Access to Clean Water is a Right | UNICEF USA
 

Every day, UNICEF workers brave war zones, treacherous terrain, disasters and disease to make the world safe for kids. UNICEF has helped improve 150 million people's water in the past four years. 

Kids need UNICEF now more than ever:

  • 2.2 billion people don’t have access to safe drinking water
  • Every year, 297,000 children under the age of 5 die from diarrhea linked to inadequate water, sanitation and hygiene
  • Around 335 million girls don’t have water and soap to wash their hands when changing their sanitary pads at school.
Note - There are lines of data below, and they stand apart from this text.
fn inject_sidecars_inner(
    conn: &rusqlite::Connection,
    ctx: &ViewRenderContext,
) -> std::result::Result<(), rusqlite::Error> {
    let layer_name = quote_ident(&ctx.view.path);

    // The export may or may not carry a gpkg_extensions table already.
    conn.execute(
        "CREATE TABLE IF NOT EXISTS gpkg_extensions (
            table_name     TEXT,
            column_name    TEXT,
            extension_name TEXT NOT NULL,
            definition     TEXT NOT NULL,
            scope          TEXT NOT NULL,
            CONSTRAINT ge_tce UNIQUE (table_name, column_name, extension_name)
        )",
        [],
    )?;
    conn.execute(
        "CREATE TABLE IF NOT EXISTS gpkg_data_columns (
            table_name TEXT NOT NULL,
            column_name TEXT NOT NULL,
            name TEXT,
            title TEXT,
            description TEXT,
            mime_type TEXT,
            constraint_name TEXT,
            CONSTRAINT pk_gdc PRIMARY KEY (table_name, column_name),
            CONSTRAINT gdc_tn UNIQUE (table_name, name)
        )",
        [],
    )?;

    conn.execute(
        "CREATE TABLE gerrydb_view_meta (key TEXT PRIMARY KEY, value TEXT NOT NULL)",
        [],
    )?;
    conn.execute(
        "CREATE TABLE gerrydb_geo_meta (meta_id INTEGER PRIMARY KEY, value TEXT NOT NULL)",
        [],
    )?;
    conn.execute(
        &format!(
            "CREATE TABLE gerrydb_geo_meta_xref (
                path    TEXT PRIMARY KEY REFERENCES {layer_name}(path),
                meta_id INTEGER NOT NULL REFERENCES gerrydb_geo_meta(meta_id)
            )"
        ),
        [],
    )?;
    register_extensions(
        conn,
        &[
            (
                "gerrydb_view_meta",
                "JSON-formatted metadata for the view's tabular, geographic, and graph data.",
            ),
            (
                "gerrydb_geo_meta",
                "JSON-formatted metadata for the view's geographies.",
            ),
            (
                "gerrydb_geo_meta_xref",
                "Mapping between geographies and metadata objects.",
            ),
        ],
    )?;

    // View metadata as a JSON key-value table.
    let meta_doc = serde_json::to_value(&ctx.view_meta).unwrap_or_default();
    if let serde_json::Value::Object(fields) = meta_doc {
        for (key, value) in fields {
            conn.execute(
                "INSERT INTO gerrydb_view_meta (key, value) VALUES (?1, ?2)",
                rusqlite::params![key, value.to_string()],
            )?;
        }
    }
    for col in &ctx.columns {
        conn.execute(
            "INSERT INTO gpkg_data_columns (table_name, column_name, description) \
             VALUES (?1, ?2, ?3)",
            rusqlite::params![ctx.view.path, col.alias, col.description],
        )?;
    }

    // Geography metadata, normalized 1:N through the xref table.
    let mut gpkg_meta_ids: HashMap<i32, i64> = HashMap::new();
    for (db_meta_id, meta) in &ctx.geo_meta {
        let value = serde_json::to_string(meta).unwrap_or_default();
        conn.execute(
            "INSERT INTO gerrydb_geo_meta (value) VALUES (?1)",
            rusqlite::params![value],
        )?;
        gpkg_meta_ids.insert(*db_meta_id, conn.last_insert_rowid());
    }
    for (path, db_meta_id) in &ctx.geo_meta_ids {
        conn.execute(
            "INSERT INTO gerrydb_geo_meta_xref (path, meta_id) VALUES (?1, ?2)",
            rusqlite::params![path, gpkg_meta_ids[db_meta_id]],
        )?;
    }

    if let Some(edges) = &ctx.graph_edges {
        conn.execute(
            &format!(
                "CREATE TABLE gerrydb_graph_edge (
                    path_1  TEXT NOT NULL REFERENCES {layer_name}(path),
                    path_2  TEXT NOT NULL REFERENCES {layer_name}(path),
                    weights TEXT,
                    CONSTRAINT unique_edges UNIQUE (path_1, path_2)
                )"
            ),
            [],
        )?;
        conn.execute(
            &format!(
                "CREATE TABLE gerrydb_graph_node_area (
                    path TEXT PRIMARY KEY REFERENCES {layer_name}(path),
                    area REAL NOT NULL
                )"
            ),
            [],
        )?;
        register_extensions(
            conn,
            &[
                (
                    "gerrydb_graph_edge",
                    "Edges of a dual graph (adjacency graph) of the view's geographies.",
                ),
                (
                    "gerrydb_graph_node_area",
                    "Node areas of a dual graph (adjacency graph) of the view's geographies.",
                ),
            ],
        )?;
        for (path_1, path_2, weights) in edges {
            let weights = weights.as_ref().map(|value| value.to_string());
            conn.execute(
                "INSERT INTO gerrydb_graph_edge (path_1, path_2, weights) VALUES (?1, ?2, ?3)",
                rusqlite::params![path_1, path_2, weights],
            )?;
        }
        if let Some(areas) = &ctx.graph_node_areas {
            for (path, area) in areas {
                conn.execute(
                    "INSERT INTO gerrydb_graph_node_area (path, area) VALUES (?1, ?2)",
                    rusqlite::params![path, area],
                )?;
            }
        }
    }

    if !ctx.plan_labels.is_empty() {
        let label_columns = ctx
            .plan_labels
            .iter()
            .map(|label| format!("{} TEXT", quote_ident(label)))
            .collect::<Vec<_>>()
            .join(",\n");
        conn.execute(
            &format!(
                "CREATE TABLE gerrydb_plan_assignment (
                    path TEXT PRIMARY KEY REFERENCES {layer_name}(path),
                    {label_columns}
                )"
            ),
            [],
        )?;
        register_extensions(
            conn,
            &[(
                "gerrydb_plan_assignment",
                "District assignments by geography for districting plans associated with the view.",
            )],
        )?;

        let placeholders = (1..=ctx.plan_labels.len() + 1)
            .map(|idx| format!("?{idx}"))
            .collect::<Vec<_>>()
            .join(", ");
        let columns = std::iter::once("path".to_string())
            .chain(ctx.plan_labels.iter().map(|label| quote_ident(label)))
            .collect::<Vec<_>>()
            .join(", ");
        let insert_sql =
            format!("INSERT INTO gerrydb_plan_assignment ({columns}) VALUES ({placeholders})");
        let mut stmt = conn.prepare(&insert_sql)?;
        for row in &ctx.plan_assignments {
            let mut params: Vec<&dyn rusqlite::types::ToSql> = vec![&row.path];
            for assignment in &row.assignments {
                params.push(assignment);
            }
            stmt.execute(params.as_slice())?;
        }
    }

    Ok(())
}

/// Injects the GerryDB sidecar tables into a rendered GeoPackage and
/// registers them in `gpkg_extensions`.
pub fn inject_sidecars(gpkg_path: &Path, ctx: &ViewRenderContext) -> Result<()> {
    let conn = rusqlite::Connection::open(gpkg_path).map_err(sq)?;
    inject_sidecars_inner(&conn, ctx).map_err(sq)
}

fn layer_row_count(
    conn: &rusqlite::Connection,
    layer_name: &str,
) -> std::result::Result<i64, rusqlite::Error> {
    conn.query_row(
        &format!("SELECT COUNT(*) FROM {}", quote_ident(layer_name)),
        [],
        |row| row.get(0),
    )
}

async fn run_extractor(args: &[String], query_for_log: &str) -> Result<()> {
    let output = Command::new("ogr2ogr")
        .args(args)
        .output()
        .await
        .map_err(|err| Error::Render(format!("failed to invoke ogr2ogr: {err}")))?;
    if !output.status.success() {
        // Watch out for leaking credentials via logging here.
        error!("ogr2ogr export failed. Query: {query_for_log}");
        return Err(Error::Render(
            "bulk geography export failed".to_string(),
        ));
    }
    Ok(())
}

/// A completed render: the GeoPackage path plus the directory guard keeping
/// it alive.
#[derive(Debug)]
pub struct RenderedView {
    pub render_id: Uuid,
    pub path: PathBuf,
    pub dir: TempDir,
}
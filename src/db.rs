use log::info;
use sqlx::{PgPool, postgres::PgPoolOptions};

use crate::error::{Error, Result};

/// Create a connection pool. The search path is pinned to the `gerrydb`
/// schema on every connection so the custom enum types resolve.
pub async fn create_pool(
    db_url: &str,
    max_connections: u32,
    min_connections: u32,
) -> Result<PgPool> {
    let pool = PgPoolOptions::new()
        .max_connections(max_connections)
        .min_connections(min_connections)
        .after_connect(|conn, _meta| {
            Box::pin(async move {
                sqlx::query("SET search_path = gerrydb, public")
                    .execute(conn)
                    .await?;
                Ok(())
            })
        })
        .connect(db_url)
        .await?;
    Ok(pool)
}

pub async fn run_migrations(pool: &PgPool) -> Result<()> {
    info!("Running database migrations...");
    sqlx::migrate!("./migrations")
        .run(pool)
        .await
        .map_err(|err| Error::CreateValue(format!("migration failed: {err}")))?;
    info!("Migrations complete");
    Ok(())
}
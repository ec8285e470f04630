//! News API Endpoints
//! Mission: Public news reads, guarded mutations, and the WhatsApp feed sync

use crate::audit::models::AuditAction;
use crate::auth::models::Claims;
use crate::content::models::{NewNews, News};
use crate::routes::{ApiError, AppState};
use axum::{
    extract::{ConnectInfo, Path, Query, State},
    Extension, Json,
};
use serde::Deserialize;
use serde_json::{json, Value};
use std::net::SocketAddr;
use tracing::info;

#[derive(Debug, Deserialize)]
pub struct NewsQuery {
    /// Filter by category
    category: Option<String>,
    /// Limit number of results
    limit: Option<i64>,
}

/// All news, newest first - GET /api/news (public)
pub async fn list_news(
    State(state): State<AppState>,
    Query(params): Query<NewsQuery>,
) -> Result<Json<Vec<News>>, ApiError> {
    let limit = params.limit.unwrap_or(50).clamp(1, 500);
    let news = state
        .content
        .list_news(params.category.as_deref(), limit)?;
    Ok(Json(news))
}

/// Single news item - GET /api/news/:id (public)
pub async fn get_news(
    State(state): State<AppState>,
    Path(id): Path<i64>,
) -> Result<Json<News>, ApiError> {
    state
        .content
        .get_news(id)?
        .map(Json)
        .ok_or_else(|| ApiError::NotFound("News not found".to_string()))
}

#[derive(Debug, Deserialize)]
pub struct CreateNewsRequest {
    pub title: String,
    pub content: String,
    pub image: Option<String>,
    pub category: Option<String>,
    pub source: Option<String>,
}

/// Create news - POST /api/news (guarded)
pub async fn create_news(
    State(state): State<AppState>,
    Extension(claims): Extension<Claims>,
    ConnectInfo(addr): ConnectInfo<SocketAddr>,
    Json(payload): Json<CreateNewsRequest>,
) -> Result<Json<Value>, ApiError> {
    if payload.title.is_empty() || payload.content.is_empty() {
        return Err(ApiError::BadRequest("Title and content required".to_string()));
    }

    let id = state.content.insert_news(&NewNews {
        title: payload.title.clone(),
        content: payload.content,
        image: payload.image,
        category: payload.category,
        source: payload.source,
        published_date: None,
    })?;

    state.audit.record(
        AuditAction::Create,
        format!("News #{} created: {}", id, payload.title),
        claims.username,
        Some(addr.ip()),
    );

    Ok(Json(json!({ "success": true, "id": id })))
}

#[derive(Debug, Deserialize)]
pub struct UpdateNewsRequest {
    pub title: String,
    pub content: String,
    pub image: Option<String>,
    pub category: Option<String>,
}

/// Update news - PUT /api/news/:id (guarded)
pub async fn update_news(
    State(state): State<AppState>,
    Extension(claims): Extension<Claims>,
    ConnectInfo(addr): ConnectInfo<SocketAddr>,
    Path(id): Path<i64>,
    Json(payload): Json<UpdateNewsRequest>,
) -> Result<Json<Value>, ApiError> {
    let changed = state.content.update_news(
        id,
        &payload.title,
        &payload.content,
        payload.image.as_deref(),
        payload.category.as_deref(),
    )?;

    if !changed {
        return Err(ApiError::NotFound("News not found".to_string()));
    }

    state.audit.record(
        AuditAction::Update,
        format!("News #{} updated", id),
        claims.username,
        Some(addr.ip()),
    );

    Ok(Json(json!({ "success": true })))
}

/// Delete news - DELETE /api/news/:id (guarded)
pub async fn delete_news(
    State(state): State<AppState>,
    Extension(claims): Extension<Claims>,
    ConnectInfo(addr): ConnectInfo<SocketAddr>,
    Path(id): Path<i64>,
) -> Result<Json<Value>, ApiError> {
    if !state.content.delete_news(id)? {
        return Err(ApiError::NotFound("News not found".to_string()));
    }

    state.audit.record(
        AuditAction::Delete,
        format!("News #{} deleted", id),
        claims.username,
        Some(addr.ip()),
    );

    Ok(Json(json!({ "success": true })))
}

/// One item of the incoming WhatsApp feed.
struct FeedItem {
    title: &'static str,
    content: &'static str,
    category: &'static str,
}

// TODO: replace the sample feed with the WhatsApp Business API client once
// the organization's account credentials are provisioned.
fn fetch_feed() -> Vec<FeedItem> {
    vec![
        FeedItem {
            title: "الصادقون: الحكومة ماضية في تنفيذ برنامجها الوزاري",
            content: "أكدت كتلة الصادقون النيابية، اليوم الخميس، أن الحكومة الحالية ماضية في تنفيذ برنامجها الوزاري...",
            category: "اخبار الصادقون",
        },
        FeedItem {
            title: "نائب عن الصادقون يدعو لمنح المحافظات صلاحيات أوسع",
            content: "دعا النائب عن كتلة الصادقون النيابية، إلى منح المحافظات صلاحيات أوسع...",
            category: "بيانات",
        },
    ]
}

/// Pull the WhatsApp feed into the news table - POST /api/news/sync/whatsapp (guarded)
///
/// Items already present (matched by title) are skipped.
pub async fn sync_whatsapp(
    State(state): State<AppState>,
    Extension(claims): Extension<Claims>,
    ConnectInfo(addr): ConnectInfo<SocketAddr>,
) -> Result<Json<Value>, ApiError> {
    let mut added = 0;

    for item in fetch_feed() {
        if state.content.news_title_exists(item.title)? {
            continue;
        }

        state.content.insert_news(&NewNews {
            title: item.title.to_string(),
            content: item.content.to_string(),
            image: Some("/images/news-placeholder.jpg".to_string()),
            category: Some(item.category.to_string()),
            source: Some("whatsapp".to_string()),
            published_date: None,
        })?;
        added += 1;
    }

    if added > 0 {
        info!("📱 WhatsApp sync added {} news item(s)", added);
    }

    state.audit.record(
        AuditAction::Sync,
        format!("Synced {} posts from WhatsApp feed", added),
        claims.username,
        Some(addr.ip()),
    );

    Ok(Json(json!({
        "success": true,
        "count": added,
        "message": format!("تمت مزامنة {} خبر جديد من واتساب", added),
    })))
}
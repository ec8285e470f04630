//! Access Guard Middleware
//! Mission: Gate admin routes on a valid session token with the admin role

use crate::auth::{
    jwt::{JwtHandler, TokenError},
    models::{Claims, UserRole},
};
use axum::{
    extract::{Request, State},
    http::{header, HeaderMap, StatusCode},
    middleware::Next,
    response::{IntoResponse, Redirect, Response},
    Json,
};
use axum_extra::extract::cookie::CookieJar;
use serde_json::json;
use std::sync::Arc;

/// Name of the session cookie set on login.
pub const TOKEN_COOKIE: &str = "token";

/// Pull the session token out of a request.
///
/// The `Authorization: Bearer` header wins; the `token` cookie is the
/// fallback. Every guarded route goes through this one function so the
/// two transports can never drift apart.
pub fn extract_token(headers: &HeaderMap) -> Option<String> {
    let from_header = headers
        .get(header::AUTHORIZATION)
        .and_then(|h| h.to_str().ok())
        .and_then(|s| s.strip_prefix("Bearer "))
        .map(|t| t.to_string());

    from_header.or_else(|| {
        CookieJar::from_headers(headers)
            .get(TOKEN_COOKIE)
            .map(|c| c.value().to_string())
    })
}

/// Extract, verify, and role-check a request's session token.
fn authorize(jwt: &JwtHandler, headers: &HeaderMap) -> Result<Claims, AuthError> {
    let token = extract_token(headers).ok_or(AuthError::MissingToken)?;

    let claims = jwt.verify(&token).map_err(|err| match err {
        TokenError::Expired => AuthError::ExpiredToken,
        TokenError::InvalidSignature | TokenError::Malformed => AuthError::InvalidToken,
    })?;

    if claims.role != UserRole::Admin {
        return Err(AuthError::Forbidden);
    }

    Ok(claims)
}

/// Guard for `/api/*` routes. Denials are structured JSON.
///
/// On success the verified claims are attached to the request extensions
/// for downstream handlers (audit attribution).
pub async fn require_admin_api(
    State(jwt): State<Arc<JwtHandler>>,
    mut req: Request,
    next: Next,
) -> Result<Response, AuthError> {
    let claims = authorize(&jwt, req.headers())?;
    req.extensions_mut().insert(claims);
    Ok(next.run(req).await)
}

/// Guard for admin page routes. Denials redirect to the login page.
pub async fn require_admin_page(
    State(jwt): State<Arc<JwtHandler>>,
    mut req: Request,
    next: Next,
) -> Response {
    match authorize(&jwt, req.headers()) {
        Ok(claims) => {
            req.extensions_mut().insert(claims);
            next.run(req).await
        }
        Err(_) => Redirect::to("/admin/login").into_response(),
    }
}

/// Access guard denial reasons
#[derive(Debug, Clone, Copy, PartialEq, Eq)]
pub enum AuthError {
    MissingToken,
    InvalidToken,
    ExpiredToken,
    Forbidden,
}

impl IntoResponse for AuthError {
    fn into_response(self) -> Response {
        let (status, message) = match self {
            AuthError::MissingToken => (StatusCode::UNAUTHORIZED, "Access token required"),
            AuthError::InvalidToken | AuthError::ExpiredToken => {
                (StatusCode::FORBIDDEN, "Invalid or expired token")
            }
            AuthError::Forbidden => (StatusCode::FORBIDDEN, "Admin access required"),
        };

        (status, Json(json!({ "error": message }))).into_response()
    }
}

#[cfg(test)]
mod tests {
    use super::*;
    use crate::auth::models::User;
    use axum::http::HeaderValue;
    use chrono::Utc;

    fn test_user(role: UserRole) -> User {
        User {
            id: 3,
            username: "alaa".to_string(),
            password_hash: "hash".to_string(),
            role,
            created_at: Utc::now().to_rfc3339(),
        }
    }

    #[test]
    fn test_extract_token_from_bearer_header() {
        let mut headers = HeaderMap::new();
        headers.insert(
            header::AUTHORIZATION,
            HeaderValue::from_static("Bearer abc123"),
        );

        assert_eq!(extract_token(&headers), Some("abc123".to_string()));
    }

    #[test]
    fn test_extract_token_from_cookie() {
        let mut headers = HeaderMap::new();
        headers.insert(header::COOKIE, HeaderValue::from_static("token=xyz789"));

        assert_eq!(extract_token(&headers), Some("xyz789".to_string()));
    }

    #[test]
    fn test_header_takes_precedence_over_cookie() {
        let mut headers = HeaderMap::new();
        headers.insert(
            header::AUTHORIZATION,
            HeaderValue::from_static("Bearer from-header"),
        );
        headers.insert(
            header::COOKIE,
            HeaderValue::from_static("token=from-cookie"),
        );

        assert_eq!(extract_token(&headers), Some("from-header".to_string()));
    }

    #[test]
    fn test_extract_token_none_when_absent() {
        let headers = HeaderMap::new();
        assert_eq!(extract_token(&headers), None);

        // Non-bearer authorization schemes are ignored
        let mut headers = HeaderMap::new();
        headers.insert(
            header::AUTHORIZATION,
            HeaderValue::from_static("Basic dXNlcjpwYXNz"),
        );
        assert_eq!(extract_token(&headers), None);
    }

    #[test]
    fn test_authorize_maps_failures() {
        let jwt = JwtHandler::new("test-secret".to_string());

        let headers = HeaderMap::new();
        assert_eq!(
            authorize(&jwt, &headers).unwrap_err(),
            AuthError::MissingToken
        );

        let mut headers = HeaderMap::new();
        headers.insert(header::COOKIE, HeaderValue::from_static("token=garbage"));
        assert_eq!(
            authorize(&jwt, &headers).unwrap_err(),
            AuthError::InvalidToken
        );

        let expired = JwtHandler::with_ttl_hours("test-secret".to_string(), -2)
            .issue(&test_user(UserRole::Admin))
            .unwrap();
        let mut headers = HeaderMap::new();
        headers.insert(
            header::COOKIE,
            HeaderValue::from_str(&format!("token={}", expired)).unwrap(),
        );
        assert_eq!(
            authorize(&jwt, &headers).unwrap_err(),
            AuthError::ExpiredToken
        );
    }

    #[test]
    fn test_authorize_rejects_non_admin_role() {
        let jwt = JwtHandler::new("test-secret".to_string());
        let token = jwt.issue(&test_user(UserRole::Editor)).unwrap();

        let mut headers = HeaderMap::new();
        headers.insert(
            header::AUTHORIZATION,
            HeaderValue::from_str(&format!("Bearer {}", token)).unwrap(),
        );

        assert_eq!(authorize(&jwt, &headers).unwrap_err(), AuthError::Forbidden);
    }

    #[test]
    fn test_authorize_accepts_admin() {
        let jwt = JwtHandler::new("test-secret".to_string());
        let token = jwt.issue(&test_user(UserRole::Admin)).unwrap();

        let mut headers = HeaderMap::new();
        headers.insert(
            header::COOKIE,
            HeaderValue::from_str(&format!("token={}", token)).unwrap(),
        );

        let claims = authorize(&jwt, &headers).unwrap();
        assert_eq!(claims.username, "alaa");
        assert_eq!(claims.role, UserRole::Admin);
    }

    #[test]
    fn test_auth_error_status_codes() {
        assert_eq!(
            AuthError::MissingToken.into_response().status(),
            StatusCode::UNAUTHORIZED
        );
        assert_eq!(
            AuthError::InvalidToken.into_response().status(),
            StatusCode::FORBIDDEN
        );
        assert_eq!(
            AuthError::ExpiredToken.into_response().status(),
            StatusCode::FORBIDDEN
        );
        assert_eq!(
            AuthError::Forbidden.into_response().status(),
            StatusCode::FORBIDDEN
        );
    }
}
As a result, many girls will drop out once they get their periods
  • Girls and women are often threatened by violence and sexual assault on their journeys to fetch safe water for their families
  • UNICEF predicts climate change will cause extreme water stress for almost 600 million children by 2040
  • 4.4 billion people live without safely managed sanitation; 1.4 billion don’t have even the most basic facilities for washing their hands at home
  • Children under 15 are almost three times more likely to die from diarrhea, cholera and other diseases linked to unsafe water and sanitation than they are from direct violence
 

“When I see water flowing in a community, what I feel is immeasurable,” says UNICEF South Sudan's Josaphat Kambale. He spent much of his childhood fetching water. That’s why he now works providing water in South Sudan — so kids can learn and play.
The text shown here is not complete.